» Goal of the exercise: Could you retype every record below exactly as it appears?
(Dataset content Opens)
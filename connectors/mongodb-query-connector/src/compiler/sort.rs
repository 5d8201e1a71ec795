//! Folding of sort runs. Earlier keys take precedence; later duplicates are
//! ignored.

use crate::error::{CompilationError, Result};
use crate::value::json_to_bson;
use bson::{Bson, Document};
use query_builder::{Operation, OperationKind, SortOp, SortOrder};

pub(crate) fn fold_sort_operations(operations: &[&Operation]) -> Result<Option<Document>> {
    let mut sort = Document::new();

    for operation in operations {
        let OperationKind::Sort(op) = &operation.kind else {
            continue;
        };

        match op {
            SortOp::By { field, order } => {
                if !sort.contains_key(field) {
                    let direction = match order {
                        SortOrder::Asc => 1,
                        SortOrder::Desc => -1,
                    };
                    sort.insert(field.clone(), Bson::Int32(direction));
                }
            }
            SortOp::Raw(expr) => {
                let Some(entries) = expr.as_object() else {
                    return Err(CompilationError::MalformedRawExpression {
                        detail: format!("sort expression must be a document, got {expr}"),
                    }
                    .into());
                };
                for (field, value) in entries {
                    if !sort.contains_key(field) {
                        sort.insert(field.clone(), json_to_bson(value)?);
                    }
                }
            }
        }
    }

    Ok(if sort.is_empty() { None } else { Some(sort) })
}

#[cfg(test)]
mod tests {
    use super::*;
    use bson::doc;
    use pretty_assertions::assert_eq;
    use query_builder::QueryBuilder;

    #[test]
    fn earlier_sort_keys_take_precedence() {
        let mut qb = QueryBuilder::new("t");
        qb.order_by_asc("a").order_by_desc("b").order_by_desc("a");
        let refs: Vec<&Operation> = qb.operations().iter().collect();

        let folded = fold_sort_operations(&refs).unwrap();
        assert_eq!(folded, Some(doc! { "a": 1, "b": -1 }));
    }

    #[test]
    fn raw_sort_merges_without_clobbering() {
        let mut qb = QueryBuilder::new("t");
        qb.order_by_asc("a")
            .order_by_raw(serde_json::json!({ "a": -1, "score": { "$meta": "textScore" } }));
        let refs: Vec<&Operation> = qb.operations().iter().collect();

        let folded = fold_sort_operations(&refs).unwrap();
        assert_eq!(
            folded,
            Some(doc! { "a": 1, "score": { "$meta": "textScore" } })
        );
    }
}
(Dataset content Closes)
» Solution:
filename connectors/mongodb-query-connector/src/compiler/sort.rs
repository 5d8201e1a71ec795
//! Folding of sort runs. Earlier keys take precedence; later duplicates are
//! ignored.

use crate::error::{CompilationError, Result};
use crate::value::json_to_bson;
use bson::{Bson, Document};
use query_builder::{Operation, OperationKind, SortOp, SortOrder};

pub(crate) fn fold_sort_operations(operations: &[&Operation]) -> Result<Option<Document>> {
    let mut sort = Document::new();

    for operation in operations {
        let OperationKind::Sort(op) = &operation.kind else {
            continue;
        };

        match op {
            SortOp::By { field, order } => {
                if !sort.contains_key(field) {
                    let direction = match order {
                        SortOrder::Asc => 1,
                        SortOrder::Desc => -1,
                    };
                    sort.insert(field.clone(), Bson::Int32(direction));
                }
            }
            SortOp::Raw(expr) => {
                let Some(entries) = expr.as_object() else {
                    return Err(CompilationError::MalformedRawExpression {
                        detail: format!("sort expression must be a document, got {expr}"),
                    }
                    .into());
                };
                for (field, value) in entries {
                    if !sort.contains_key(field) {
                        sort.insert(field.clone(), json_to_bson(value)?);
                    }
                }
            }
        }
    }

    Ok(if sort.is_empty() { None } else { Some(sort) })
}

#[cfg(test)]
mod tests {
    use super::*;
    use bson::doc;
    use pretty_assertions::assert_eq;
    use query_builder::QueryBuilder;

    #[test]
    fn earlier_sort_keys_take_precedence() {
        let mut qb = QueryBuilder::new("t");
        qb.order_by_asc("a").order_by_desc("b").order_by_desc("a");
        let refs: Vec<&Operation> = qb.operations().iter().collect();

        let folded = fold_sort_operations(&refs).unwrap();
        assert_eq!(folded, Some(doc! { "a": 1, "b": -1 }));
    }

    #[test]
    fn raw_sort_merges_without_clobbering() {
        let mut qb = QueryBuilder::new("t");
        qb.order_by_asc("a")
            .order_by_raw(serde_json::json!({ "a": -1, "score": { "$meta": "textScore" } }));
        let refs: Vec<&Operation> = qb.operations().iter().collect();

        let folded = fold_sort_operations(&refs).unwrap();
        assert_eq!(
            folded,
            Some(doc! { "a": 1, "score": { "$meta": "textScore" } })
        );
    }
}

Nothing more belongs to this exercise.